What a great prescription, to be told by the doctor, to simply sun-bathe. Sit in the garden. Drink your morning tea on the terrace. Go to the beach. Just sit in the sun. Seems like a simple enough solution to your medical ailment. A solution that should come easy for most of us.
However, more and more people in urban India are suffering from vitamin D deficiency caused primarily by the lack of sunlight. Every other person seems to be afflicted with it these days, and every other doctor seems to be prescribing tests for it. Is the concern valid? Perhaps so, as those aches and pains we often feel and ignore may have to do with something deeper, something in our bones. Vitamin D deficiency can cause low bone mineral density. It is linked to the rise in osteoporosis. The deficiency can also cause rickets, cardiovascular diseases, diabetes, stroke, cancer, asthma, obesity, hypertension and tuberculosis. The bones get so weak that they become prone to bending, even snapping. From 26 million people in 2003, to 50 million people in 2015, there has been an explosion of people found to have weak bones in India.
And while the solution might be simple enough—just soak in more sun—there’s a catch. The best time to catch Vitamin D is between 10am and 2pm. And this needs to be done for 30 minutes every day. This is the period in which maximum ultraviolet B rays are transmitted. Unfortunately, this is also the period in which most people are trying to grab breakfast and rush to work. Hence, sun bathing has become a luxury of sorts, and although its free, very few of us, it seems, can afford it.
Vitamin D deficiency has been found to be endemic to India. Experts say that people living in tropical places, such as ours, should ideally not have a deficiency. But over the last few years, Vitamin D has been found to be in a shortfall in India.
In a paper titled, ‘Vitamin D status in Asia,’ doctors Nidhi Malhotra and Ambrish Mithal explain: “More recently, studies carried across different countries in South and South East Asia showed, with few exceptions, widespread prevalence of hypovitaminosis D, in both sexes and all age groups of the population.” Studies have found high prevalence of the deficiency in Pakistan, Bangladesh, Sri Lanka and Malaysia as well.
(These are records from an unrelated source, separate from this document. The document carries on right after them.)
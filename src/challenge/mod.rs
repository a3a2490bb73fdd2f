//! Challenge/response login with external wallets.
//!
//! ```text
//! ┌────────┐ connect ┌─────────────┐ prepare_message ┌───────────┐
//! │ wallet │────────▶│ Challenge   │────────────────▶│ remote    │
//! │        │◀─sign───│ Client      │──authenticate──▶│ authority │
//! └────────┘         └─────────────┘◀─session, key───└───────────┘
//! ```
//!
//! Families plug in through [`WalletFamilyAdapter`]; the exchange itself is
//! the same for all of them.

pub mod authority;
pub mod client;
pub mod error;
pub mod family;
pub mod wallet;

pub use authority::{AuthenticatedSession, PreparedMessage, RemoteAuthority};
pub use client::ChallengeClient;
pub use error::{AuthorityError, ChallengeError, WalletError};
pub use family::{adapter_for, ArweaveAdapter, EvmAdapter, IcSignerAdapter, WalletFamilyAdapter};
pub use wallet::{CanisterCall, ExternalWallet, WalletAccount, WalletFamily};
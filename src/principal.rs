//! Principals: the identifiers callers and canisters are known by.
//!
//! The textual form is `base32(crc32(bytes) || bytes)` in lowercase without
//! padding, grouped in fives with dashes, e.g. `rrkah-fqaaa-aaaaa-aaaaq-cai`.

use serde::{Deserialize, Serialize};
use sha2::{Digest, Sha224};
use std::fmt;
use std::str::FromStr;

/// Suffix byte marking a principal derived from a public key.
const SELF_AUTHENTICATING_SUFFIX: u8 = 0x02;

/// Single-byte principal used for unauthenticated calls.
const ANONYMOUS_TAG: u8 = 0x04;

/// Maximum principal length in bytes.
pub const MAX_PRINCIPAL_LEN: usize = 29;

const BASE32_ALPHABET: &[u8; 32] = b"abcdefghijklmnopqrstuvwxyz234567";

#[derive(Debug, thiserror::Error, PartialEq, Eq)]
pub enum PrincipalError {
    #[error("Principal longer than {MAX_PRINCIPAL_LEN} bytes")]
    TooLong,

    #[error("Invalid principal text: {0}")]
    InvalidText(String),

    #[error("Principal checksum mismatch")]
    ChecksumMismatch,
}

/// An opaque principal identifier (at most 29 bytes).
#[derive(Clone, PartialEq, Eq, PartialOrd, Ord, Hash, Serialize, Deserialize)]
pub struct Principal(#[serde(with = "serde_bytes")] Vec<u8>);

impl Principal {
    /// Wrap raw principal bytes, rejecting over-long values.
    pub fn from_slice(bytes: &[u8]) -> Option<Self> {
        (bytes.len() <= MAX_PRINCIPAL_LEN).then(|| Self(bytes.to_vec()))
    }

    /// Principal of a DER-encoded public key: `sha224(der) || 0x02`.
    pub fn self_authenticating(public_key_der: &[u8]) -> Self {
        let mut bytes = Sha224::digest(public_key_der).to_vec();
        bytes.push(SELF_AUTHENTICATING_SUFFIX);
        Self(bytes)
    }

    pub fn anonymous() -> Self {
        Self(vec![ANONYMOUS_TAG])
    }

    pub fn is_anonymous(&self) -> bool {
        self.0 == [ANONYMOUS_TAG]
    }

    pub fn as_slice(&self) -> &[u8] {
        &self.0
    }

    pub fn to_text(&self) -> String {
        let mut payload = crc32fast::hash(&self.0).to_be_bytes().to_vec();
        payload.extend_from_slice(&self.0);
        let encoded = base32_encode(&payload);

        let mut text = String::with_capacity(encoded.len() + encoded.len() / 5);
        for (i, c) in encoded.chars().enumerate() {
            if i > 0 && i % 5 == 0 {
                text.push('-');
            }
            text.push(c);
        }
        text
    }

    pub fn from_text(text: &str) -> Result<Self, PrincipalError> {
        let compact: String = text
            .chars()
            .filter(|c| *c != '-')
            .map(|c| c.to_ascii_lowercase())
            .collect();
        let payload = base32_decode(&compact)
            .ok_or_else(|| PrincipalError::InvalidText(text.to_string()))?;
        if payload.len() < 4 {
            return Err(PrincipalError::InvalidText(text.to_string()));
        }

        let (checksum, bytes) = payload.split_at(4);
        if bytes.len() > MAX_PRINCIPAL_LEN {
            return Err(PrincipalError::TooLong);
        }
        if checksum != crc32fast::hash(bytes).to_be_bytes() {
            return Err(PrincipalError::ChecksumMismatch);
        }

        let principal = Self(bytes.to_vec());
        // Only the canonical grouping is accepted
        if principal.to_text() != text.to_ascii_lowercase() {
            return Err(PrincipalError::InvalidText(text.to_string()));
        }
        Ok(principal)
    }
}

impl FromStr for Principal {
    type Err = PrincipalError;

    fn from_str(s: &str) -> Result<Self, Self::Err> {
        Self::from_text(s)
    }
}

impl fmt::Debug for Principal {
    fn fmt(&self, f: &mut fmt::Formatter<'_>) -> fmt::Result {
        write!(f, "Principal({})", self.to_text())
    }
}

impl fmt::Display for Principal {
    fn fmt(&self, f: &mut fmt::Formatter<'_>) -> fmt::Result {
        f.write_str(&self.to_text())
    }
}

fn base32_encode(data: &[u8]) -> String {
    let mut out = String::with_capacity(data.len().div_ceil(5) * 8);
    let mut buffer: u32 = 0;
    let mut bits = 0;
    for &byte in data {
        buffer = (buffer << 8) | u32::from(byte);
        bits += 8;
        while bits >= 5 {
            bits -= 5;
            out.push(BASE32_ALPHABET[((buffer >> bits) & 0x1f) as usize] as char);
        }
    }
    if bits > 0 {
        out.push(BASE32_ALPHABET[((buffer << (5 - bits)) & 0x1f) as usize] as char);
    }
    out
}

fn base32_decode(text: &str) -> Option<Vec<u8>> {
    let mut out = Vec::with_capacity(text.len() * 5 / 8);
    let mut buffer: u32 = 0;
    let mut bits = 0;
    for c in text.bytes() {
        let value = BASE32_ALPHABET.iter().position(|&a| a == c)? as u32;
        buffer = (buffer << 5) | value;
        bits += 5;
        if bits >= 8 {
            bits -= 8;
            out.push((buffer >> bits) as u8);
        }
    }
    Some(out)
}

#[cfg(test)]
mod tests {
    use super::*;

    #[test]
    fn test_self_authenticating_layout() {
        let principal = Principal::self_authenticating(b"some der key");
        assert_eq!(principal.as_slice().len(), 29);
        assert_eq!(principal.as_slice()[28], 0x02);
        assert!(!principal.is_anonymous());
    }

    #[test]
    fn test_from_slice_rejects_long_input() {
        assert!(Principal::from_slice(&[0u8; 30]).is_none());
        assert!(Principal::from_slice(&[0u8; 10]).is_some());
        assert!(Principal::anonymous().is_anonymous());
    }

    #[test]
    fn test_known_text_forms() {
        assert_eq!(Principal::anonymous().to_text(), "2vxsx-fae");
        assert_eq!(Principal::from_slice(&[]).unwrap().to_text(), "aaaaa-aa");
        let canister = Principal::from_slice(&[0, 0, 0, 0, 0, 0, 0, 1, 1, 1]).unwrap();
        assert_eq!(canister.to_text(), "rrkah-fqaaa-aaaaa-aaaaq-cai");
        assert_eq!(Principal::from_text("rrkah-fqaaa-aaaaa-aaaaq-cai").unwrap(), canister);
    }

    #[test]
    fn test_from_text_rejects_bad_checksum_and_grouping() {
        assert_eq!(
            Principal::from_text("rrkah-fqaaa-aaaaa-aaaaq-caa"),
            Err(PrincipalError::ChecksumMismatch)
        );
        assert!(Principal::from_text("rrkahfqaaa-aaaaa-aaaaq-cai").is_err());
        assert!(Principal::from_text("not!base32").is_err());
    }

    #[test]
    fn test_text_roundtrip_self_authenticating() {
        let principal = Principal::self_authenticating(b"wallet");
        assert_eq!(Principal::from_text(&principal.to_text()).unwrap(), principal);
    }
}
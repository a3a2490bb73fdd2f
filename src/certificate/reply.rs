//! Certified replies to relayed calls.
//!
//! The only trust anchor for a relayed call is the certificate itself, so the
//! checks run cheapest first and every step hard-fails:
//!
//! 1. Decode the content map and compare it with the issued call
//! 2. Compute the request id
//! 3. Verify the certificate (signature, delegation, freshness)
//! 4. Require `request_status/<id>/status` to be `replied`
//! 5. Read `request_status/<id>/reply` and decode it

use crate::certificate::certificate::{CertificateVerifier, VerifiedCertificate};
use crate::certificate::envelope::{decode_envelope, mismatched_field, request_id_of, ExpectedCall};
use crate::certificate::error::CertificateError;
use crate::certificate::tree::LookupResult;
use crate::request_id::{leb128_decode, RequestId};
use log::{debug, info, warn};
use std::time::Duration;

/// What a wallet signer relays back after submitting a call.
#[derive(Debug, Clone, PartialEq, Eq)]
pub struct RelayedCallResponse {
    /// CBOR-encoded certificate.
    pub certificate: Vec<u8>,
    /// CBOR-encoded content map of the submitted call.
    pub content_map: Vec<u8>,
}

/// Read the certified reply for `request_id`.
pub fn lookup_reply(
    certificate: &VerifiedCertificate,
    request_id: &RequestId,
) -> Result<Vec<u8>, CertificateError> {
    let id = request_id.as_bytes().as_slice();
    let status_path: [&[u8]; 3] = [b"request_status", id, b"status"];

    let status = match certificate.lookup_path(&status_path) {
        LookupResult::Found(status) => status,
        LookupResult::Absent => {
            warn!("Request {} absent from certificate", request_id);
            return Err(CertificateError::RequestIdMismatch {
                request_id: request_id.to_string(),
            });
        }
        LookupResult::Unknown => {
            return Err(CertificateError::ReplyMissing(
                "request status is pruned from the certificate".to_string(),
            ))
        }
        LookupResult::Error => {
            return Err(CertificateError::Malformed(
                "request status is not a leaf".to_string(),
            ))
        }
    };

    match status {
        b"replied" => {
            let reply_path: [&[u8]; 3] = [b"request_status", id, b"reply"];
            match certificate.lookup_path(&reply_path) {
                LookupResult::Found(reply) => {
                    debug!("Request {} replied with {} bytes", request_id, reply.len());
                    Ok(reply.to_vec())
                }
                other => Err(CertificateError::ReplyMissing(format!(
                    "status is replied but reply lookup returned {:?}",
                    other
                ))),
            }
        }
        b"rejected" => {
            let code_path: [&[u8]; 3] = [b"request_status", id, b"reject_code"];
            let message_path: [&[u8]; 3] = [b"request_status", id, b"reject_message"];
            let code = match certificate.lookup_path(&code_path) {
                LookupResult::Found(bytes) => leb128_decode(bytes).ok_or_else(|| {
                    CertificateError::Malformed("reject_code is not LEB128".to_string())
                })?,
                other => {
                    return Err(CertificateError::Malformed(format!(
                        "rejected status without reject_code ({:?})",
                        other
                    )))
                }
            };
            let message = match certificate.lookup_path(&message_path) {
                LookupResult::Found(bytes) => String::from_utf8_lossy(bytes).into_owned(),
                _ => String::new(),
            };
            warn!("Request {} rejected ({}): {}", request_id, code, message);
            Err(CertificateError::CallRejected { code, message })
        }
        other => Err(CertificateError::UnexpectedStatus(
            String::from_utf8_lossy(other).into_owned(),
        )),
    }
}

/// Run the full relayed-call protocol and return the raw reply bytes.
pub fn verify_call_response(
    verifier: &CertificateVerifier,
    expected: &ExpectedCall,
    response: &RelayedCallResponse,
    max_age: Duration,
) -> Result<Vec<u8>, CertificateError> {
    let fields = decode_envelope(&response.content_map)?;
    if let Some(field) = mismatched_field(&fields, expected) {
        warn!("Relayed content map differs from issued call in {}", field);
        return Err(CertificateError::ContentMapMismatch { field });
    }

    let request_id = request_id_of(&fields);
    debug!("Relayed call {} has request id {}", fields.method_name, request_id);

    let certificate = verifier.verify_bytes(&response.certificate, &expected.canister_id, max_age)?;
    let reply = lookup_reply(&certificate, &request_id)?;

    info!(
        "Verified certified reply to {} on {}",
        expected.method_name, expected.canister_id
    );
    Ok(reply)
}

/// [`verify_call_response`] followed by decoding with the caller's schema.
pub fn verify_and_decode<T, F>(
    verifier: &CertificateVerifier,
    expected: &ExpectedCall,
    response: &RelayedCallResponse,
    max_age: Duration,
    decode: F,
) -> Result<T, CertificateError>
where
    F: FnOnce(&[u8]) -> Result<T, String>,
{
    let reply = verify_call_response(verifier, expected, response, max_age)?;
    decode(&reply).map_err(CertificateError::ReplyDecode)
}
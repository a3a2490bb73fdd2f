//! Observable progress of a login attempt.

use serde::Serialize;
use std::fmt;

/// Signing families go `Connecting → Preparing → Signing → Authenticating →
/// Delegating`; relaying signers go `Connecting → Calling → Verifying →
/// Delegating`. Both end in `Success` or `Error`.
#[derive(Debug, Clone, PartialEq, Eq, Serialize)]
#[serde(tag = "state", content = "reason", rename_all = "snake_case")]
pub enum LoginState {
    Idle,
    Connecting,
    Preparing,
    Signing,
    Authenticating,
    Calling,
    Verifying,
    Delegating,
    Success,
    Error(String),
}

impl LoginState {
    pub fn is_terminal(&self) -> bool {
        matches!(self, LoginState::Success | LoginState::Error(_))
    }
}

impl fmt::Display for LoginState {
    fn fmt(&self, f: &mut fmt::Formatter<'_>) -> fmt::Result {
        match self {
            LoginState::Idle => write!(f, "idle"),
            LoginState::Connecting => write!(f, "connecting"),
            LoginState::Preparing => write!(f, "preparing"),
            LoginState::Signing => write!(f, "signing"),
            LoginState::Authenticating => write!(f, "authenticating"),
            LoginState::Calling => write!(f, "calling"),
            LoginState::Verifying => write!(f, "verifying"),
            LoginState::Delegating => write!(f, "delegating"),
            LoginState::Success => write!(f, "success"),
            LoginState::Error(reason) => write!(f, "error: {}", reason),
        }
    }
}
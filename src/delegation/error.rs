//! Error types for delegation chain construction.

use thiserror::Error;

/// Reasons a delegation or chain is rejected.
#[derive(Debug, Error)]
pub enum DelegationError {
    #[error("Delegation targets key {actual}, expected session key {expected}")]
    KeyMismatch { expected: String, actual: String },

    #[error("Delegation expired at {expiration} ns, now {now} ns")]
    Expired { expiration: u64, now: u64 },

    #[error("Invalid delegation signature: {reason}")]
    SignatureInvalid { reason: String },

    #[error("Unsupported public key type for delegation signer")]
    UnsupportedKeyType,

    #[error("No verifier registered for {0:?} keys")]
    VerifierMissing(crate::delegation::KeyType),

    #[error("Delegation chain is empty")]
    EmptyChain,

    #[error("Malformed delegation chain: {0}")]
    Malformed(String),
}
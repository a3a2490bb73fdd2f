//! Certificate decoding and verification.
//!
//! A certificate is a hash tree plus a BLS signature over its root hash,
//! optionally accompanied by a subnet delegation: a second certificate,
//! signed by the root key, that vouches for the subnet key which signed the
//! first one.
//!
//! ```text
//! root key ──signs──▶ delegation certificate ──contains──▶ subnet key
//!                                                          │
//!                                                          ▼
//!                                   certificate ◀──signs── subnet key
//! ```

use crate::certificate::cbor;
use crate::certificate::error::CertificateError;
use crate::certificate::tree::{HashTree, LookupResult};
use crate::principal::Principal;
use crate::request_id::leb128_decode;
use crate::time::{duration_ns, Clock};
use ciborium::value::Value;
use log::{debug, warn};
use std::sync::Arc;
use std::time::Duration;

/// Domain separator for the signed state root.
const IC_STATE_ROOT_DOMAIN_SEPARATOR: &[u8] = b"\x0Dic-state-root";

/// DER prefix of a BLS12-381 G2 public key; the 96-byte raw key follows it.
const BLS_DER_PREFIX: [u8; 37] = [
    0x30, 0x81, 0x82, 0x30, 0x1d, 0x06, 0x0d, 0x2b, 0x06, 0x01, 0x04, 0x01, 0x82, 0xdc, 0x7c,
    0x05, 0x03, 0x01, 0x02, 0x01, 0x06, 0x0c, 0x2b, 0x06, 0x01, 0x04, 0x01, 0x82, 0xdc, 0x7c,
    0x05, 0x03, 0x02, 0x01, 0x03, 0x61, 0x00,
];
const BLS_KEY_LEN: usize = 96;

/// Allowed clock skew for certificates timestamped in the future.
const MAX_FUTURE_SKEW: Duration = Duration::from_secs(5 * 60);

/// Outcome reported by the BLS collaborator.
#[derive(Debug, Clone, PartialEq, Eq)]
pub enum BlsVerification {
    /// The signature verifies over the message.
    Valid,
    /// Well-formed signature and key, but not over this message.
    Invalid,
    /// The signature or key could not be parsed.
    Malformed(String),
}

/// External BLS12-381 signature verification (G1 signatures, G2 keys).
pub trait BlsVerifier: Send + Sync {
    fn verify(&self, signature: &[u8], message: &[u8], public_key: &[u8]) -> BlsVerification;
}

/// Subnet key endorsement carried by a certificate.
#[derive(Debug, Clone, PartialEq, Eq)]
pub struct CertificateDelegation {
    pub subnet_id: Vec<u8>,
    /// CBOR-encoded certificate signed by the root key.
    pub certificate: Vec<u8>,
}

#[derive(Debug, Clone, PartialEq, Eq)]
pub struct Certificate {
    pub tree: HashTree,
    pub signature: Vec<u8>,
    pub delegation: Option<CertificateDelegation>,
}
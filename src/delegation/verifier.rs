//! Signature verification for delegation signers.
//!
//! The delegating identity may be any key type the remote authority issues
//! delegations from. ECDSA P-256 is verified here; everything else (BLS,
//! canister signatures, Ed25519) is handed to an external [`SignatureVerifier`]
//! registered for that key type.

use crate::delegation::error::DelegationError;
use log::{debug, warn};
use p256::ecdsa::signature::Verifier;
use p256::ecdsa::{Signature, VerifyingKey};
use p256::pkcs8::DecodePublicKey;
use std::collections::HashMap;
use std::sync::Arc;

// DER-encoded algorithm identifiers, matched inside SubjectPublicKeyInfo.
const OID_EC_PUBLIC_KEY: &[u8] = &[0x06, 0x07, 0x2A, 0x86, 0x48, 0xCE, 0x3D, 0x02, 0x01];
const OID_PRIME256V1: &[u8] = &[0x06, 0x08, 0x2A, 0x86, 0x48, 0xCE, 0x3D, 0x03, 0x01, 0x07];
const OID_SECP256K1: &[u8] = &[0x06, 0x05, 0x2B, 0x81, 0x04, 0x00, 0x0A];
const OID_ED25519: &[u8] = &[0x06, 0x03, 0x2B, 0x65, 0x70];
const OID_BLS12_381: &[u8] = &[
    0x06, 0x0D, 0x2B, 0x06, 0x01, 0x04, 0x01, 0x82, 0xDC, 0x7C, 0x05, 0x03, 0x01, 0x02, 0x01,
];
const OID_CANISTER_SIGNATURE: &[u8] = &[
    0x06, 0x0A, 0x2B, 0x06, 0x01, 0x04, 0x01, 0x83, 0xB8, 0x43, 0x01, 0x02,
];

/// Identity key types a delegation can be signed with.
#[derive(Debug, Clone, Copy, PartialEq, Eq, Hash)]
pub enum KeyType {
    EcdsaP256,
    EcdsaSecp256k1,
    Ed25519,
    Bls12381,
    CanisterSignature,
}

impl KeyType {
    /// Detect the key type from the algorithm identifier of a DER public key.
    pub fn detect(public_key_der: &[u8]) -> Option<KeyType> {
        let algorithm = algorithm_identifier(public_key_der)?;
        let contains = |oid: &[u8]| algorithm.windows(oid.len()).any(|w| w == oid);

        if contains(OID_CANISTER_SIGNATURE) {
            Some(KeyType::CanisterSignature)
        } else if contains(OID_BLS12_381) {
            Some(KeyType::Bls12381)
        } else if contains(OID_ED25519) {
            Some(KeyType::Ed25519)
        } else if contains(OID_EC_PUBLIC_KEY) && contains(OID_PRIME256V1) {
            Some(KeyType::EcdsaP256)
        } else if contains(OID_EC_PUBLIC_KEY) && contains(OID_SECP256K1) {
            Some(KeyType::EcdsaSecp256k1)
        } else {
            None
        }
    }
}

/// The AlgorithmIdentifier SEQUENCE of a SubjectPublicKeyInfo.
fn algorithm_identifier(der: &[u8]) -> Option<&[u8]> {
    let (outer, _) = der_sequence(der)?;
    let (algorithm, _) = der_sequence(outer)?;
    Some(algorithm)
}

/// Split a leading DER SEQUENCE into its contents and the remaining bytes.
fn der_sequence(input: &[u8]) -> Option<(&[u8], &[u8])> {
    let (&tag, rest) = input.split_first()?;
    if tag != 0x30 {
        return None;
    }
    let (&first, rest) = rest.split_first()?;
    let (len, rest) = match first {
        0x00..=0x7F => (usize::from(first), rest),
        0x81 => {
            let (&len, rest) = rest.split_first()?;
            (usize::from(len), rest)
        }
        0x82 => {
            let bytes = rest.get(..2)?;
            (usize::from(bytes[0]) << 8 | usize::from(bytes[1]), &rest[2..])
        }
        _ => return None,
    };
    (rest.len() >= len).then(|| rest.split_at(len))
}

/// External signature verification collaborator.
pub trait SignatureVerifier: Send + Sync {
    /// Verify `signature` by `public_key_der` over `message`.
    fn verify(&self, public_key_der: &[u8], message: &[u8], signature: &[u8]) -> Result<(), String>;
}

/// In-crate ECDSA P-256 (SHA-256) verification.
#[derive(Debug, Default, Clone, Copy)]
pub struct EcdsaP256Verifier;

impl SignatureVerifier for EcdsaP256Verifier {
    fn verify(&self, public_key_der: &[u8], message: &[u8], signature: &[u8]) -> Result<(), String> {
        let verifying_key = VerifyingKey::from_public_key_der(public_key_der)
            .map_err(|e| format!("Invalid P-256 public key: {}", e))?;
        let sig = Signature::from_slice(signature)
            .map_err(|e| format!("Invalid ES256 signature format: {}", e))?;
        verifying_key
            .verify(message, &sig)
            .map_err(|_| "Signature does not match public key".to_string())
    }
}

/// Routes delegation signatures to the verifier for the signer's key type.
#[derive(Clone)]
pub struct DelegationVerifier {
    verifiers: HashMap<KeyType, Arc<dyn SignatureVerifier>>,
}

impl DelegationVerifier {
    /// Verifier with only the built-in ECDSA P-256 support.
    pub fn new() -> Self {
        let mut verifiers: HashMap<KeyType, Arc<dyn SignatureVerifier>> = HashMap::new();
        verifiers.insert(KeyType::EcdsaP256, Arc::new(EcdsaP256Verifier));
        Self { verifiers }
    }

    /// Register (or replace) the verifier for a key type.
    pub fn with_verifier(mut self, key_type: KeyType, verifier: Arc<dyn SignatureVerifier>) -> Self {
        self.verifiers.insert(key_type, verifier);
        self
    }

    /// Verify a signature by `signer_der` over `message`.
    pub fn verify(
        &self,
        signer_der: &[u8],
        message: &[u8],
        signature: &[u8],
    ) -> Result<(), DelegationError> {
        let key_type = KeyType::detect(signer_der).ok_or(DelegationError::UnsupportedKeyType)?;
        let verifier = self
            .verifiers
            .get(&key_type)
            .ok_or(DelegationError::VerifierMissing(key_type))?;

        debug!("Verifying {:?} delegation signature", key_type);
        verifier
            .verify(signer_der, message, signature)
            .map_err(|reason| {
                warn!("{:?} delegation signature rejected: {}", key_type, reason);
                DelegationError::SignatureInvalid { reason }
            })
    }
}

impl Default for DelegationVerifier {
    fn default() -> Self {
        Self::new()
    }
}

impl std::fmt::Debug for DelegationVerifier {
    fn fmt(&self, f: &mut std::fmt::Formatter<'_>) -> std::fmt::Result {
        f.debug_struct("DelegationVerifier")
            .field("key_types", &self.verifiers.keys().collect::<Vec<_>>())
            .finish()
    }
}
They explain that the high prevalence of hypovitaminosis D is due to skin pigmentation, traditional clothing, air pollution and limited outdoor activity among other things. Although the deficiency is prevalent among both rural and urban subjects, studies show that urban subjects have been found to be more deficient. Thus we have a situation where 80 per cent urban Indians are found to be deficient, but 50 per cent of them show no symptoms of the deficiency. Even school children, who one might expect to have a more active and outdoor lifestyle, have been found deficient. Altogether, 90 per cent of school children tested in Delhi were found to be having a vitamin D deficiency.
Given how prevalent the deficiency is, most of us might be already suffering in varying degrees. But screening is still essential, as different people, who may have the same sedentary lifestyle, can still have different levels of absorption and metabolism of vitamin D. Dr George Thomas, chief orthopaedic surgeon at St Isabel’s Hospital in Chennai, says, “The poorer people who come to our hospital, for example, fish sellers and labourers, generally have a normal level of vitamin D as they have an active outdoor lifestyle. But most people with white collar jobs have lower levels of vitamin D,” he says.
Taking the naturopathy view, Dr Achyuthan Eswar, co-founder of PHC Lifestyle Clinic, Bangalore, explains that there really is no alternative to standing in the sun. “Don’t look at it as taking 30 minutes out of your day to get sun-exposure. Look at it as taking 8 hours out of your day to work, where your day is really about yourself, your health and your happiness, and work is only a minor part of it. If one’s lifestyle, stress and sun exposure are under control, you cannot be deficient,” he says. Unlike other vitamin deficiencies, there are not too many food sources to get the vitamin from.
There is something radical yet simplistic about Dr Eswar’s back-to-basics approach. The advantage is, as he rightly points out, that the sun gives us what we need for free and forever. The downside, as allopathy has discovered very well, is that many people are unlikely to follow such organised lives. Thus, the pill becomes the key.
A vitamin D test at a reputed lab can cost about Rs 3000. People might not want to spend that much because of the low awareness regarding the deficiency. “Vitamin D deficiency is similar to hypertension in that the symptoms are often not that overt,” says Dr Thomas. “But since it’s endemic to India, it is essential that one gets specific tests done for this deficiency.”
If standing in the sun sounds like corporal punishment, then allopathy offers you vitamin D boosts in all kinds of forms—capsules, injections and sachets. “The problem with natural remedies is they make things so complicated for people to follow, and then make people feel guilty when it doesn’t work. The aim of modern medicine is to help enjoy life to the fullest,” says Dr Thomas. But it is this point, Dr Eswar would contest. “Why should one take a lifelong supply of drugs, or supplements, when it is possible to cure an ailment naturally. Medicines only give you a sudden boost of Vitamin D, but the maintenance of it will still depend on daily care. Why not just take in some sunshine?”